Завадской она была по мужу, с которым выгодно развелась, отбив себе, вроде бы, пару миллионов. Достался ей и дом, но дом она продала, а деньги давала в рост. Она слыла сплетницей, но, когда её укоряли, требовала доказать, что сплетня недостоверна. Сказанное ею всегда отражало факт, ясный, публичный, но не замеченный ни одной душой, кроме неё. Факт вроде бы без последствий, но, повторённый её устами, он тянул за собой воз проблем. Встречались с ней, чтобы узнать о других, надеясь утаить своё. Девяткин её опасался, веря, что Дашка разносит слухи о его ничтожности… Впрочем, сейчас он не только от тестя, но и от Дашки мог получить «инфу». Тем более, её принуждать не надо — сама начнёт.

— Как дела?

— Блеск! — сказал он, плюхнувшись в кресло.

— Мне Влад велел развлечь тебя. Прибыл ты, мол, зачем-то.

Девяткин хмыкнул.

— Дочь привёз? Леди? Мавр сделал дело и может уйти?

Он не ответил.

— И… — продолжала она.

— Что?

— Лена как?

— Спит, — сказал Девяткин и вдруг соврал: — Сказала, вы вчера набрались, ты блевала… — Он провоцировал.

Дашка, сощурив глаз, шевельнулась, втискиваясь в кресло, выпустила дым через нос, пепел стряхнула в пепельницу.

— Может, и было… Всё и не вспомнишь, дай-ка подумаю… — она вскинула взор вверх. — Встретились, поболтали, ей назначил встречу Глусский… ты в курсе?
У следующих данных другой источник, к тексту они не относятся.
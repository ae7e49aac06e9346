use serde::{Deserialize, Serialize};

// =========================================================
// Competitor share comparison
// =========================================================

/// Path of the competition endpoint (`?date=`).
pub const GET_COMPETITION: &str = "/competition";

/// Older path of the same data, tried when [`GET_COMPETITION`] is not found.
pub const GET_COMPARE: &str = "/compare";

/// Share of one station on the given day.
#[derive(Debug, Clone, PartialEq, Serialize, Deserialize)]
pub struct StationShare {
    pub name: String,
    #[serde(default)]
    pub shr_pct: Option<f64>,
    #[serde(default)]
    pub amr: Option<f64>,
}

/// `GET /competition?date=` response. Older deployments list the entries
/// under `stations`.
#[derive(Debug, Clone, PartialEq, Serialize, Deserialize)]
pub struct CompetitionResponse {
    #[serde(default)]
    pub date: Option<String>,
    #[serde(default, alias = "stations")]
    pub channels: Vec<StationShare>,
}
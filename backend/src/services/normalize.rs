//! Mapping of heterogeneous upstream records onto a single numeric series.

use crate::api::{AvgMode, HistoryPoint, MetricPoint, MinutePoint, TrendItem};
use crate::services::format::time_label;

/// Resolve the value of one trend item.
///
/// Precedence:
/// 1. `amr`, when present;
/// 2. the break average named by `mode`;
/// 3. `avg_excl_breaks`;
/// 4. `avg_incl_breaks`;
/// 5. no value.
///
/// An including-breaks average never overrides a reported excluding-breaks
/// one, so `{amr: null, excl: 5, incl: 9}` resolves to 5 in either mode.
/// Non-finite numbers count as absent.
pub fn resolve_trend_value(item: &TrendItem, mode: AvgMode) -> Option<f64> {
    let amr = finite(item.amr);
    let excl = finite(item.avg_excl_breaks);
    let incl = finite(item.avg_incl_breaks);

    let preferred = match mode {
        AvgMode::ExcludingBreaks => excl,
        AvgMode::IncludingBreaks => incl.filter(|_| excl.is_none()),
    };

    amr.or(preferred).or(excl).or(incl)
}

/// Normalize a trend response into a dated series, keeping every day.
pub fn trend_points(items: &[TrendItem], mode: AvgMode) -> Vec<MetricPoint> {
    items
        .iter()
        .map(|item| MetricPoint::new(item.date.clone(), resolve_trend_value(item, mode)))
        .collect()
}

/// Broadcast history as a dated series.
pub fn history_points(series: &[HistoryPoint]) -> Vec<MetricPoint> {
    series
        .iter()
        .map(|p| MetricPoint::new(p.date.clone(), finite(p.amr)))
        .collect()
}

/// Intraday samples labelled `HH:MM`; unparseable timestamps keep their text.
pub fn minute_points(points: &[MinutePoint]) -> Vec<MetricPoint> {
    points
        .iter()
        .map(|p| {
            let label = time_label(&p.t).unwrap_or_else(|| p.t.clone());
            MetricPoint::new(label, finite(p.amr))
        })
        .collect()
}

/// Values of a series, in order.
pub fn values(points: &[MetricPoint]) -> Vec<Option<f64>> {
    points.iter().map(|p| p.value).collect()
}

fn finite(value: Option<f64>) -> Option<f64> {
    value.filter(|v| v.is_finite())
}
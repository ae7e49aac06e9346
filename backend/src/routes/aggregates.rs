use serde::{Deserialize, Serialize};

// =========================================================
// Daily aggregates
// =========================================================

/// Path of the daily aggregates endpoint (`?date=`).
pub const GET_AGGREGATES: &str = "/aggregates";

/// Channel-wide figures for one measurement day.
#[derive(Debug, Clone, PartialEq, Serialize, Deserialize)]
pub struct Topline {
    pub average_viewers: f64,
    pub peak_viewers: f64,
    pub points_minutes: f64,
    /// Share as a fraction (0.125 = 12.5%).
    #[serde(default)]
    pub shr_pct: Option<f64>,
}

/// One program of the day's line-up, after break merging.
#[derive(Debug, Clone, PartialEq, Serialize, Deserialize)]
pub struct ProgramLine {
    pub title: String,
    pub slug: String,
    #[serde(default)]
    pub start: Option<String>,
    #[serde(default)]
    pub end: Option<String>,
    #[serde(default)]
    pub duration_min: Option<f64>,
    #[serde(default)]
    pub amr: Option<f64>,
    #[serde(default)]
    pub shr_pct: Option<f64>,
    #[serde(default, deserialize_with = "super::numbers::opt_u32_from_number")]
    pub rank_amr: Option<u32>,
}

/// `GET /aggregates?date=` response.
#[derive(Debug, Clone, PartialEq, Serialize, Deserialize)]
pub struct AggregatesResponse {
    pub date: String,
    pub topline: Topline,
    #[serde(default)]
    pub program_line: Vec<ProgramLine>,
}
Мы одноклассники были… Всё было-было — и нет теперь. Моё кредо: интим решать один на один. С Серёжей… — она умолкла. — Виду тебя квёлый, я разболталась… Ты, верно, Влада ждёшь? Чем он завлёк тебя? Мы видели вас в окно, я с Глусским.

— Он здесь?

— Влад не сказал? А я сплетница? Ну вас! Вы родственники, что за тайны? Свалят всё на меня.
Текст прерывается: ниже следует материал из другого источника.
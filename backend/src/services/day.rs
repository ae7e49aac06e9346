//! Day views: the list of measurement days and the overview of one day.

use serde::{Deserialize, Serialize};
use tracing::{debug, instrument};

use crate::api::{ChartRecord, ProgramLine, Topline};
use crate::client::AudienceApi;

use super::error::{require_selector, ServiceError, ServiceResult};
use super::normalize::minute_points;
use super::view_model::smooth_and_assemble;
use super::view_state::ViewData;

/// Available days and the defaults of the views keyed by day.
#[derive(Debug, Clone, PartialEq, Serialize, Deserialize)]
pub struct DaySelection {
    pub days: Vec<String>,
    /// The first listed day, as the day view opens on it.
    pub selected: Option<String>,
    /// The last listed day, as the competition view opens on it.
    pub competition_default: Option<String>,
}

impl ViewData for DaySelection {
    fn has_data(&self) -> bool {
        !self.days.is_empty()
    }
}

/// One row of the day's program table.
#[derive(Debug, Clone, PartialEq, Serialize, Deserialize)]
pub struct ProgramRow {
    /// Rank by AMR as reported, or the 1-based table position.
    pub rank: u32,
    pub title: String,
    pub slug: String,
    pub start: Option<String>,
    pub end: Option<String>,
    pub duration_min: Option<f64>,
    pub amr: Option<f64>,
    pub shr_pct: Option<f64>,
}

/// Everything the day view shows.
#[derive(Debug, Clone, PartialEq, Serialize, Deserialize)]
pub struct DayOverview {
    pub date: String,
    pub topline: Topline,
    /// Intraday audience with its moving average.
    pub minutes: Vec<ChartRecord>,
    pub programs: Vec<ProgramRow>,
    pub window: usize,
}

impl ViewData for DayOverview {
    fn has_data(&self) -> bool {
        !self.minutes.is_empty() || !self.programs.is_empty()
    }
}

pub async fn load_days(api: &dyn AudienceApi) -> ServiceResult<DaySelection> {
    let days = api.list_days().await?;
    let selected = days.first().cloned();
    let competition_default = days.last().cloned();
    Ok(DaySelection {
        days,
        selected,
        competition_default,
    })
}

/// Fetch aggregates and intraday metrics for `date` concurrently and build
/// the overview.
#[instrument(skip(api))]
pub async fn load_day_overview(
    api: &dyn AudienceApi,
    date: &str,
    window: usize,
) -> ServiceResult<DayOverview> {
    let date = require_selector("date", date)?;
    if window == 0 {
        return Err(ServiceError::InvalidWindow { window });
    }

    let (aggregates, metrics) = tokio::try_join!(api.aggregates(date), api.metrics(date))?;
    debug!(
        programs = aggregates.program_line.len(),
        points = metrics.points.len(),
        "day data fetched"
    );

    let minutes = smooth_and_assemble(&minute_points(&metrics.points), window)?;
    let programs = program_rows(&aggregates.program_line);

    Ok(DayOverview {
        date: aggregates.date,
        topline: aggregates.topline,
        minutes,
        programs,
        window,
    })
}

/// Program table rows in API order.
pub fn program_rows(lines: &[ProgramLine]) -> Vec<ProgramRow> {
    lines
        .iter()
        .enumerate()
        .map(|(i, line)| ProgramRow {
            rank: line.rank_amr.unwrap_or(i as u32 + 1),
            title: line.title.clone(),
            slug: line.slug.clone(),
            start: line.start.clone(),
            end: line.end.clone(),
            duration_min: line.duration_min,
            amr: line.amr,
            shr_pct: line.shr_pct,
        })
        .collect()
}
— Кто свалит? Лена? — вновь врал Девяткин. — Она тебя знает, она тебя называет «старая пустомеля»… или «трещотка»? Забыл, прости.
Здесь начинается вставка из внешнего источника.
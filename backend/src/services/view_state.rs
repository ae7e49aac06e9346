//! Display state of a view after a fetch.
//!
//! Every fetch outcome lands in one of these states, so a failed request
//! shows an error marker instead of leaving earlier data on screen.

use serde::{Deserialize, Serialize};

use super::error::ServiceResult;

/// Data that can be "present but empty", which renders as a no-data state.
pub trait ViewData {
    fn has_data(&self) -> bool;
}

impl<T> ViewData for Vec<T> {
    fn has_data(&self) -> bool {
        !self.is_empty()
    }
}

#[derive(Debug, Clone, PartialEq, Serialize, Deserialize)]
#[serde(tag = "status", rename_all = "snake_case")]
pub enum ViewState<T> {
    Loading,
    Ready { data: T },
    Empty,
    Error { kind: String, message: String },
}

impl<T: ViewData> ViewState<T> {
    /// Map a service outcome to a display state.
    pub fn from_result(result: ServiceResult<T>) -> Self {
        match result {
            Ok(data) if data.has_data() => ViewState::Ready { data },
            Ok(_) => ViewState::Empty,
            Err(err) => ViewState::Error {
                kind: err.kind().to_string(),
                message: err.to_string(),
            },
        }
    }
}

impl<T> ViewState<T> {
    pub fn data(&self) -> Option<&T> {
        match self {
            ViewState::Ready { data } => Some(data),
            _ => None,
        }
    }

    pub fn is_error(&self) -> bool {
        matches!(self, ViewState::Error { .. })
    }
}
— Мило, — бросила Дашка, слишком уж заводя взор вверх. — Сама меня при себе удерживает, и — «трещотка»? Отказываюсь быть доверенной женщин. Женщины — дуры, место для заполнения. Презираю их. Ненавижу свой пол, люблю мужчин. Женщина — существо с рабской психологией. А отсюда метания, неуверенность… отдаётся, словно раба, любому. Дело лишь в ситуации. Нынче грузчика хает — завтра лежит под ним. Ищете верных… А задавались вопросом, откуда верные, если каждый мужчина имел в жизни несколько сотен или десятков баб, и это при том, что женщин меньше, чем вас?

— Конкретней, — сказал Девяткин, чувствуя, как сосёт под ложечкой.

Дашка глядела, затягиваясь.

— Представь, трахает некто всех, а потом тормозит на одной, зная, что и она до него спала с кем-то, — и мнит, что с этих пор, с Мендельсона для двоих, она ему впредь верна. Дурацкая мысль. Дурррацкая! Это бывает, если оба бедны, работают от и до, измотаны… Ты лично — стал бы ты изменять жене? Ты, с твоими тремя — пятью тыщами в месяц, вынужденный тлеть в банке? Ты бы не стал. Представь богатого и свободного, ему только знак подать — и всякая ляжет. Или представь богатую женщину, вольную от рассвета до ночи. Она отдаётся чувствам, как ей и надо. Чему ещё отдаваться? Что ещё в женщине, кроме чувств? Женщины… Чувств в них много, очень уж впечатлительны. «Я боюсь, — говорит, — одна». И тащит на встречу с Глусским. Тут как тут Катя… Воспоминания… Набрались… Не помню: может, блевала, да… Оказались мы у него, в пентхаусе на Садовом. Я потом путалась, чьи стринги: Ленки или мои? — Дашка смеялась, смешно складывая крупные нос и губы. — Где мои шестнадцать лет? Где? Могла я отказать подруге? Нет. А Лена? Могла она отказать, если швейцары распахивают дверь, «Мерседес» ждёт и спутник в смокинге чмок ручку и все завидуют? Женщина — это открытый всем порт любви. Взгляни окрест, читай классику: бабы лезут ко всем в постель. Философски, раз есть что впихивать, в равной степени есть во что пихать. Я, Петь, кончила философский, я тебе много могу рассказать о Ж и М. Не та задача. Задача у нас — не мыслить, а жить. У нас есть деньги не мыслить… Прости, не у всех, тебя я в виду не имела. — Она завершила, встав. — Не кисни.